Navigating a compositional space with five or more elements requires computational methods that go far beyond traditional trial-and-error. The BAM team highlights three tiers of simulation tools used in their workflow.

  1. Density Functional Theory (DFT) calculates ground-state energies and phase stabilities from quantum mechanics. For CCMats, DFT uses supercell representations called Special Quasirandom Structures (SQS) to simulate random atomic mixing. The limitation is computational cost: DFT scales poorly beyond roughly 100 atoms per simulation cell.

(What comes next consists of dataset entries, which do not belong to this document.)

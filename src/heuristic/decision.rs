//! Category precedence and message templates.

use super::features::FeatureVector;
use crate::domain::{ChangeSummary, IntentCategory};

/// The sub-signal that decided the category
#[derive(Debug, Clone, Copy, PartialEq, Eq)]
pub enum Trigger {
    NoChanges,
    TestFix,
    BugFix,
    Tests,
    Docs,
    RefactorVocabulary,
    MovedCode,
    RemovalHeavy,
    NewEndpoint,
    NewComponent,
    NewClass,
    NewFunction,
    Dependency,
    Config,
    WhitespaceOnly,
    StyleVocabulary,
    General,
}

impl Trigger {
    pub fn category(&self) -> IntentCategory {
        match self {
            Trigger::TestFix | Trigger::BugFix => IntentCategory::BugFix,
            Trigger::Tests => IntentCategory::Test,
            Trigger::Docs => IntentCategory::Documentation,
            Trigger::RefactorVocabulary | Trigger::MovedCode | Trigger::RemovalHeavy => {
                IntentCategory::Refactor
            }
            Trigger::NewEndpoint
            | Trigger::NewComponent
            | Trigger::NewClass
            | Trigger::NewFunction => IntentCategory::Feature,
            Trigger::NoChanges | Trigger::Dependency | Trigger::Config => IntentCategory::Chore,
            Trigger::WhitespaceOnly | Trigger::StyleVocabulary => IntentCategory::Style,
            Trigger::General => IntentCategory::Update,
        }
    }
}

/// Pick the first matching trigger in precedence order.
pub fn decide(features: &FeatureVector) -> Trigger {
    if !features.has_changes() {
        return Trigger::NoChanges;
    }
    if features.test_fix {
        return Trigger::TestFix;
    }
    if features.bug_fix {
        return Trigger::BugFix;
    }
    if features.test {
        return Trigger::Tests;
    }
    if features.docs {
        return Trigger::Docs;
    }
    if features.refactor {
        return Trigger::RefactorVocabulary;
    }
    if features.moved_code {
        return Trigger::MovedCode;
    }
    if features.removed_lines > 2 * features.added_lines {
        return Trigger::RemovalHeavy;
    }
    if features.new_endpoint {
        return Trigger::NewEndpoint;
    }
    if features.new_component {
        return Trigger::NewComponent;
    }
    if features.new_class {
        return Trigger::NewClass;
    }
    if features.new_function {
        return Trigger::NewFunction;
    }
    if features.dependency {
        return Trigger::Dependency;
    }
    if features.config {
        return Trigger::Config;
    }
    if features.whitespace_only {
        return Trigger::WhitespaceOnly;
    }
    if features.style {
        return Trigger::StyleVocabulary;
    }
    Trigger::General
}

/// Append ` in N file(s)` when the summary carries a positive file count
fn with_file_count(base: &str, summary: Option<&ChangeSummary>) -> String {
    match summary.and_then(|s| s.total_files) {
        Some(1) => format!("{} in 1 file", base),
        Some(n) if n > 1 => format!("{} in {} files", base, n),
        _ => base.to_string(),
    }
}

/// Render the message for a trigger.
pub fn describe(
    trigger: Trigger,
    features: &FeatureVector,
    summary: Option<&ChangeSummary>,
) -> String {
    match trigger {
        Trigger::NoChanges => "update project files".to_string(),
        Trigger::TestFix => with_file_count("fix failing tests", summary),
        Trigger::BugFix => with_file_count("fix bugs", summary),
        Trigger::Tests => {
            let base = if features.removed_lines == 0 {
                "add tests"
            } else {
                "update tests"
            };
            with_file_count(base, summary)
        }
        Trigger::Docs => with_file_count("update documentation", summary),
        Trigger::RefactorVocabulary => with_file_count("refactor code", summary),
        Trigger::MovedCode => with_file_count("restructure code", summary),
        Trigger::RemovalHeavy => with_file_count("remove unused code", summary),
        Trigger::NewEndpoint => "add new API endpoints".to_string(),
        Trigger::NewComponent => "add new UI components".to_string(),
        Trigger::NewClass => with_file_count("add new types", summary),
        Trigger::NewFunction => with_file_count("add new functionality", summary),
        Trigger::Dependency => "update dependencies".to_string(),
        Trigger::Config => with_file_count("update configuration", summary),
        Trigger::WhitespaceOnly => "format and style code".to_string(),
        Trigger::StyleVocabulary => with_file_count("apply code style fixes", summary),
        Trigger::General => with_file_count("update code", summary),
    }
}
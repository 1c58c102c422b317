use anyhow::Result;
use std::path::Path;
use std::time::Duration;
use tracing::debug;

use crate::api::{ClassifierClient, ClassifierConfig, RetryPolicy, DEFAULT_TIMEOUT_SECS};
use crate::cache::ResultCache;
use crate::cli::{current_folder_name, SuggestArgs};
use crate::domain::{normalize_diff, ChangeSummary};
use crate::source::{open_diff_source, DiffSource};
use crate::suggest::SuggestionEngine;

pub async fn run_suggest(cache_dir: &Path, args: SuggestArgs) -> Result<()> {
    let explicit = ChangeSummary {
        total_files: args.files,
        renamed_files: args.renamed,
    };
    let mut source = open_diff_source(args.diff_file.as_deref(), explicit)?;
    let diff_text = source.diff_text()?;
    if normalize_diff(&diff_text).is_empty() {
        anyhow::bail!("No changes to describe: the diff is empty");
    }
    let summary = source.change_summary();
    debug!("Change summary: {:?}", summary);

    let client = if args.offline {
        ClassifierClient::offline()?
    } else {
        ClassifierClient::new(ClassifierConfig {
            endpoint: args.api_url,
            api_token: args.api_token,
            timeout: Duration::from_secs(DEFAULT_TIMEOUT_SECS),
            retry: RetryPolicy::default(),
        })?
    };
    if !client.is_configured() {
        debug!("Remote classifier disabled");
    }

    let origin_folder = current_folder_name().unwrap_or_else(|e| {
        debug!("Could not determine folder name: {:#}", e);
        "unknown".to_string()
    });

    let cache = ResultCache::open(cache_dir);
    let mut engine = SuggestionEngine::new(client, cache, origin_folder);
    let suggestion = engine.generate_suggestion(&diff_text, summary.as_ref()).await;

    if args.json {
        println!("{}", serde_json::to_string_pretty(&suggestion)?);
    } else {
        println!("{}", suggestion);
    }

    Ok(())
}
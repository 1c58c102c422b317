use reqwest::Response;
use std::time::Duration;
use tokio::time::sleep;
use tracing::debug;

use super::types::ClassifyError;

/// Default retry schedule: 3 attempts in total, backoff doubling from 500ms.
const DEFAULT_MAX_ATTEMPTS: usize = 3;
const DEFAULT_BASE_DELAY_MS: u64 = 500;

/// How many attempts to make and how long to wait between them
#[derive(Debug, Clone, Copy, PartialEq, Eq)]
pub struct RetryPolicy {
    pub max_attempts: usize,
    pub base_delay: Duration,
}

impl Default for RetryPolicy {
    fn default() -> Self {
        Self {
            max_attempts: DEFAULT_MAX_ATTEMPTS,
            base_delay: Duration::from_millis(DEFAULT_BASE_DELAY_MS),
        }
    }
}

impl RetryPolicy {
    /// Delay after failed attempt `attempt` (0-based): `base * 2^attempt`
    pub fn backoff(&self, attempt: usize) -> Duration {
        let multiplier = 1u32.checked_shl(attempt as u32).unwrap_or(u32::MAX);
        self.base_delay.saturating_mul(multiplier)
    }
}

/// Result of a single request attempt
pub(super) enum AttemptOutcome {
    Success(Response),
    Retryable(ClassifyError),
    Terminal(ClassifyError),
}

async fn assess(result: Result<Response, reqwest::Error>) -> AttemptOutcome {
    let error = match result {
        Ok(response) if response.status().is_success() => {
            return AttemptOutcome::Success(response);
        }
        Ok(response) => {
            let status = response.status();
            let body = response.text().await.unwrap_or_default();
            ClassifyError::from_status(status, body)
        }
        Err(err) => ClassifyError::Network(err),
    };

    if error.is_retryable() {
        AttemptOutcome::Retryable(error)
    } else {
        AttemptOutcome::Terminal(error)
    }
}

/// Send a request, retrying rate limits, server errors and connection
/// failures with exponential backoff.
///
/// Returns the first successful response. A terminal failure is returned
/// as-is; running out of attempts yields [`ClassifyError::Exhausted`].
pub(super) async fn send_with_retry(
    policy: &RetryPolicy,
    mut make_request: impl FnMut() -> reqwest::RequestBuilder,
) -> Result<Response, ClassifyError> {
    let max_attempts = policy.max_attempts.max(1);
    let mut attempt = 0;

    loop {
        let outcome = assess(make_request().send().await).await;
        attempt += 1;

        match outcome {
            AttemptOutcome::Success(response) => return Ok(response),
            AttemptOutcome::Terminal(err) => {
                debug!(
                    "HTTP request failed permanently: {} (attempt {}/{})",
                    err, attempt, max_attempts
                );
                return Err(err);
            }
            AttemptOutcome::Retryable(err) if attempt >= max_attempts => {
                debug!("HTTP request failed: {}; no attempts left", err);
                return Err(ClassifyError::Exhausted {
                    attempts: attempt,
                    last: Box::new(err),
                });
            }
            AttemptOutcome::Retryable(err) => {
                let delay = policy.backoff(attempt - 1);
                debug!(
                    "HTTP request failed: {}; retrying in {:?} (attempt {}/{})",
                    err, delay, attempt, max_attempts
                );
                sleep(delay).await;
            }
        }
    }
}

  2. Machine Learned Interatomic Potentials (MLIPs), trained on DFT data, extend atomistic simulations to millions of atoms at a fraction of the cost. Foundation models like MACE-MP-0 and CHGNet, pre-trained on large materials databases, can predict free energies and functional properties across much of the periodic table. This capability directly supports the SUB and DIV design strategies by screening thousands of compositions rapidly.
  3. CALPHAD (Calculation of Phase Diagrams) integrates thermodynamic databases for multi-component systems to map phase stability across compositions and temperatures. The team demonstrates CALPHAD combined with elastic energy corrections for the FeMnNiCoCu system, identifying spinodal decomposition regions at 723 K that convert an antiferromagnetic Cantor alloy variant into a magnetically functional material by substituting Cr with Cu. Explore thermodynamic modeling tools relevant to phase equilibria on chemenggcalc.com.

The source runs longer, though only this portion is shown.